TURLEY V. STATE, 1981-NMSC-081, 96 N.M.
579, 633 P.2d 687 (S. Ct. 1981)
CASE HISTORY ALERT: affected by
1983-NMSC-059
see ¶1 - affects 1980-NMCA-167
CLARENCE "FRANK" TURLEY,
Petitioner,
vs.
STATE OF NEW MEXICO, Respondent.
SUPREME COURT OF NEW MEXICO
1981-NMSC-081, 96 N.M. 579, 633 P.2d 687
ORIGINAL PROCEEDING ON CERTIORARI.
Leslie Rakestraw, Rio Rancho, New Mexico,
Attorney for Petitioner.
Jeff Bingaman, Attorney General, Jill Z.
Cooper, Asst. Attorney General, Santa Fe, New Mexico, Attorney for Respondent.
Easley, C.J., wrote the opinion. WE
CONCUR: DAN SOSA, JR., Senior Justice, H. VERN PAYNE, Justice, WILLIAM R.
FEDERICI, Justice. RIORDAN, Justice, dissenting.
{*580} EASLEY, Chief
Justice.
{1} Turley was charged with
using mechanical earth-moving equipment to excavate an archaeological site on
another person's private property to remove objects of antiquity without a
permit. The trial court dismissed the criminal information. The Court of
Appeals reversed. We reverse the Court of Appeals and affirm the trial court's
dismissal of the criminal information against Turley.
{2} The issue is whether
Turley, employed by the landowner to do the digging, violated Section
18-6-11,
N.M.S.A. 1978 (Repl. Pamp. 1980), in excavating on the employer's land without
a permit approved by the state archaeologist. We hold that Turley, as an
employee of the landowner, was not required to obtain a permit.
{3} Subsection (A) of the
statute reads, in part:
It is unlawful for any person to excavate with the use of
mechanical earth moving equipment an archaeological site for the purpose of
collecting or removing objects of antiquity when such archaeological site is
located on private land in this state, unless such person has first obtained a
permit issued pursuant to the provisions of this section for such excavation.

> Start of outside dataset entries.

//! Public and internal types for the thumbnailer API and pipeline.

use image::{DynamicImage, ImageFormat};
use std::path::PathBuf;

use crate::error::ThumbError;
use crate::utils::config::ThumbnailDefaults;

/// A resized image plus the format it was decoded from (thumbnails are written back in that format).
#[derive(Clone, Debug)]
pub struct Thumbnail {
    pub image: DynamicImage,
    pub format: ImageFormat,
}

/// What one worker produced for one source path: either a thumbnail or the per-item error.
#[derive(Debug)]
pub struct ThumbnailResult {
    pub source: PathBuf,
    pub outcome: Result<Thumbnail, ThumbError>,
}

impl ThumbnailResult {
    pub fn ok(source: PathBuf, thumbnail: Thumbnail) -> Self {
        Self {
            source,
            outcome: Ok(thumbnail),
        }
    }

    pub fn err(source: PathBuf, err: ThumbError) -> Self {
        Self {
            source,
            outcome: Err(err),
        }
    }
}

/// Returned by a successful run.
#[derive(Clone, Debug, Default, PartialEq, Eq)]
pub struct RunSummary {
    /// Paths the walk handed to the worker pool.
    pub discovered: usize,
    /// Thumbnails written to `output_dir`.
    pub written: usize,
    pub output_dir: PathBuf,
}

/// Lib-only options for [`thumbnail_dir`](crate::thumbnail_dir). `None` fields take the defaults from
/// [`ThumbnailDefaults`].
#[derive(Clone, Debug, Default)]
pub struct ThumbOpts {
    /// Directory thumbnails are written to. Default: `thumbnail` (relative to the working directory).
    pub output_dir: Option<PathBuf>,
    /// Worker pool size. Default: 5.
    pub workers: Option<usize>,
    /// Thumbnail width in pixels. Default: 100.
    pub width: Option<u32>,
    /// Thumbnail height in pixels. Default: 100.
    pub height: Option<u32>,
    /// Follow symbolic links while walking.
    pub follow_links: bool,
}

impl From<&ThumbOpts> for Opts {
    fn from(o: &ThumbOpts) -> Self {
        let d = Opts::default();
        Opts {
            output_dir: o.output_dir.clone().unwrap_or(d.output_dir),
            workers: o.workers.unwrap_or(d.workers),
            width: o.width.unwrap_or(d.width),
            height: o.height.unwrap_or(d.height),
            follow_links: o.follow_links,
            verbose: false,
        }
    }
}

/// Full options (CLI and lib). Use [`ThumbOpts`] for lib.
#[derive(Clone, Debug)]
pub struct Opts {
    pub output_dir: PathBuf,
    pub workers: usize,
    pub width: u32,
    pub height: u32,
    /// Follow symbolic links while walking.
    pub follow_links: bool,
    /// Debug logging and a progress counter.
    pub verbose: bool,
}

impl Default for Opts {
    fn default() -> Self {
        Self {
            output_dir: PathBuf::from(ThumbnailDefaults::OUTPUT_DIR),
            workers: ThumbnailDefaults::WORKERS,
            width: ThumbnailDefaults::WIDTH,
            height: ThumbnailDefaults::HEIGHT,
            follow_links: false,
            verbose: false,
        }
    }
}

impl Opts {
    /// Reject settings the pipeline cannot run with.
    pub fn validate(&self) -> anyhow::Result<()> {
        if self.workers == 0 {
            anyhow::bail!("worker count must be at least 1");
        }
        if self.width == 0 || self.height == 0 {
            anyhow::bail!(
                "thumbnail dimensions must be non-zero (got {}x{})",
                self.width,
                self.height
            );
        }
        Ok(())
    }
}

{4} Subsection (B) permits
such excavation upon approval of the state archaeologist and sets forth the procedure
for obtaining the permit. Subsection (C) provides that archaeological specimens
collected shall be the property of the person owning the land on which the site
is located.
{5} Subsection (D) is
significant here, providing:
Nothing in this section shall... require such owner to obtain
a permit for personal excavation on his own land.
{6} The State contends that
the permit procedure is mandatory when the landowner has authorized another
person to do the excavation. In essence, the State argues that the word
"personal" in Section 18-6-11(D), means that the landowner
{*581} must personally operate any mechanical
earth-moving equipment, or obtain a permit for a non-owner operator.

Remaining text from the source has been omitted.